Well 2008 was a hell of a year for a lot of good and bad reasons I'll start with the bad first because I figure ending with good news will lead to a more postive up beat attitude.
The bad:
I lost my digital camera in September.
Fell behind on the bills
Dad Lost his job...Fell even more behind on the bills.
Got flooded out of my parent's place when our sump pump malfunctioned, Causing me to move into my Grandfather's house mid summer.
Sold my road bike to race.
Didn't qualify for Kona
Didn't qualify for Clearwater
First DNF due to a bad deraileur cable.
My heart just wasn't into school work this semester.
Fell for a girl I don't think I can have.
Really thought about giving up sports for the first time in my life.
Realized how above my means I was really living.

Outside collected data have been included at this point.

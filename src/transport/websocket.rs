//! WebSocket transport
//!
//! This file implements the websocket server that translates protocol JSON
//! frames into broker operations. Responsibilities:
//! - Accept TCP/WebSocket connections, at most `max_connections` at a time
//! - Enforce a connect -> other-message order: a socket must name (or be
//!   given) a session before subscribing or publishing
//! - Serialize/deserialize JSON frames and forward requests to the broker
//! - Tell the broker whether a socket ended with `disconnect` (session torn
//!   down) or just went away (session kept, link polling)

use std::io;
use std::sync::Arc;
use std::sync::atomic::{AtomicUsize, Ordering};

use futures_util::{SinkExt, StreamExt};
use tokio::net::{TcpListener, TcpStream};
use tokio::sync::mpsc::{self, UnboundedSender};
use tokio_tungstenite::accept_async;
use tracing::{debug, error, info, warn};
use tungstenite::protocol::Message as WsMessage;
use uuid::Uuid;

use crate::broker::Broker;
use crate::broker::message::Message;
use crate::config::Settings;
use crate::dispatch::Priority;
use crate::transport::message::{ClientMessage, ServerMessage};

/// Binds and serves until the listener fails.
pub async fn start_websocket_server(addr: String, broker: Arc<Broker>, settings: Settings) -> io::Result<()> {
    let listener = TcpListener::bind(&addr).await?;
    serve(listener, broker, settings).await
}

pub async fn serve(listener: TcpListener, broker: Arc<Broker>, settings: Settings) -> io::Result<()> {
    info!("WebSocket server listening on ws://{}", listener.local_addr()?);
    let open = Arc::new(AtomicUsize::new(0));

    loop {
        let (stream, peer) = listener.accept().await?;
        let slot = ConnectionSlot::acquire(open.clone(), settings.broker.max_connections);
        let broker = broker.clone();
        tokio::spawn(async move {
            debug!("Accepted socket from {peer}");
            handle_socket(stream, broker, slot).await;
        });
    }
}

/// Counts one open socket for as long as it lives.
struct ConnectionSlot {
    open: Arc<AtomicUsize>,
    admitted: bool,
}

impl ConnectionSlot {
    fn acquire(open: Arc<AtomicUsize>, limit: usize) -> Self {
        let admitted = open.fetch_add(1, Ordering::SeqCst) < limit;
        Self { open, admitted }
    }
}

impl Drop for ConnectionSlot {
    fn drop(&mut self) {
        self.open.fetch_sub(1, Ordering::SeqCst);
    }
}

fn reply(tx: &UnboundedSender<WsMessage>, message: &ServerMessage) {
    match serde_json::to_string(message) {
        Ok(json) => {
            let _ = tx.send(WsMessage::text(json));
        }
        Err(e) => error!("Failed to serialize server message: {e}"),
    }
}

fn refuse(tx: &UnboundedSender<WsMessage>, message: &str) {
    reply(
        tx,
        &ServerMessage::Error {
            message: message.to_string(),
        },
    );
}

async fn handle_socket(stream: TcpStream, broker: Arc<Broker>, slot: ConnectionSlot) {
    let ws_stream = match accept_async(stream).await {
        Ok(ws) => ws,
        Err(e) => {
            warn!("WebSocket handshake error: {e}");
            return;
        }
    };
    let (mut ws_sender, mut ws_receiver) = ws_stream.split();
    let (tx, mut rx) = mpsc::unbounded_channel::<WsMessage>();

    let writer = tokio::spawn(async move {
        while let Some(msg) = rx.recv().await {
            let closing = msg.is_close();
            if let Err(e) = ws_sender.send(msg).await {
                debug!("Socket send failed: {e}");
                break;
            }
            if closing {
                break;
            }
        }
    });

    if !slot.admitted {
        warn!("Refusing socket, too many connections");
        refuse(&tx, "too many connections");
        let _ = tx.send(WsMessage::Close(None));
        drop(tx);
        let _ = writer.await;
        return;
    }

    let mut session: Option<(String, Uuid)> = None;
    let mut disconnected = false;

    while let Some(Ok(msg)) = ws_receiver.next().await {
        if msg.is_close() {
            break;
        }
        if !msg.is_text() {
            continue;
        }
        let Ok(text) = msg.to_text() else {
            continue;
        };

        let request = match serde_json::from_str::<ClientMessage>(text) {
            Ok(request) => request,
            Err(err) => {
                warn!(
                    "Invalid client message: {err} | {}",
                    text.chars().take(100).collect::<String>()
                );
                refuse(&tx, &format!("invalid message: {err}"));
                continue;
            }
        };

        let current = session.as_ref().map(|(id, _)| id.clone());
        let Some(id) = current else {
            if let ClientMessage::Connect { session: name } = request {
                match broker.connect(name, tx.clone()).await {
                    Ok(client) => session = Some((client.id, client.connection)),
                    Err(e) => refuse(&tx, &e.to_string()),
                }
                continue;
            }
            warn!("Socket sent a request before connect");
            refuse(&tx, "must connect first");
            let _ = tx.send(WsMessage::Close(None));
            break;
        };

        match request {
            ClientMessage::Connect { .. } => refuse(&tx, "already connected"),
            ClientMessage::Subscribe { topic } => {
                broker.subscribe(&topic, id.clone());
                info!("{id} subscribed to {topic}");
            }
            ClientMessage::Unsubscribe { topic } => {
                broker.unsubscribe(&topic, &id);
                info!("{id} unsubscribed from {topic}");
            }
            ClientMessage::Publish {
                topic,
                payload,
                priority,
                message_id,
                destination,
            } => {
                let priority = match priority.map(Priority::try_from).transpose() {
                    Ok(priority) => priority.unwrap_or_default(),
                    Err(e) => {
                        refuse(&tx, &e.to_string());
                        continue;
                    }
                };
                let mut message = Message::new(topic, payload)
                    .with_sender(id.clone())
                    .with_priority(priority);
                message.message_id = message_id.unwrap_or_default();
                message.destination = destination;

                let topic = message.topic.clone();
                match broker.publish(message).await {
                    Ok(_) => debug!("{id} published to {topic}"),
                    Err(e) => {
                        warn!("Publish from {id} to {topic} refused: {e}");
                        refuse(&tx, &e.to_string());
                    }
                }
            }
            ClientMessage::Disconnect => {
                broker.disconnect(&id).await;
                disconnected = true;
                let _ = tx.send(WsMessage::Close(None));
                break;
            }
        }
    }

    if !disconnected {
        if let Some((id, connection)) = session {
            info!("Socket of {id} closed without disconnect");
            broker.client_lost(&id, connection).await;
        }
    }
    drop(tx);
    drop(slot);
}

Entered a race against the advice of friends and now feel like it might be a mistake.
The good:
PRed Twice in the Half Ironman Distance,including a hilly Providence70.3 course.
Averaged above 20mph on the bike for over 50 miles for the first time in my career.
Missed a Kona slot by 70 seconds. at Eagleman.
Met Bob and Mary Ann Blais ( Jon Blais's parents check out War on ALS.) twice this season... Their son's courage helped me get through some of the tougher times this racing season and helped get me out the door to train on days when all I wanted to do was feel sorry for myself.
Raced as an elite for the first time and as a bonus was the fastest out of the Water at the Patriot Triathlon this July.
3 races ( a 72.3 ,a sprint, and a 70.3) in 8 days and I managed PR's at all 3.
I left the country for the first time in 21 years.
I finished my first Ironman.
I finished my first Ironman in a Foreign country.
I realized how many people actually give a damn about me.
I realized DNFing isn't the end of the world..granted it still sucks.
Foundout I was physically and mentally tougher than I thought.
PRed in the Marathon twice.
Lost all the money I brought with me to a casino and didn't have a panic attack, granted I was a little intoxicated at the time.
Foundout I've got friends so crazy they make me look sane.
Realized that I am the only person that can truly control my life.
That I'm ALMOST ready ( still need to get that degree and some cash) to live on my own and this time unlike last time I won't screw up as bad because I have a little more faith in myself.
Not everything wrong in my life is anyone else's fault, granted it's not all my fault either.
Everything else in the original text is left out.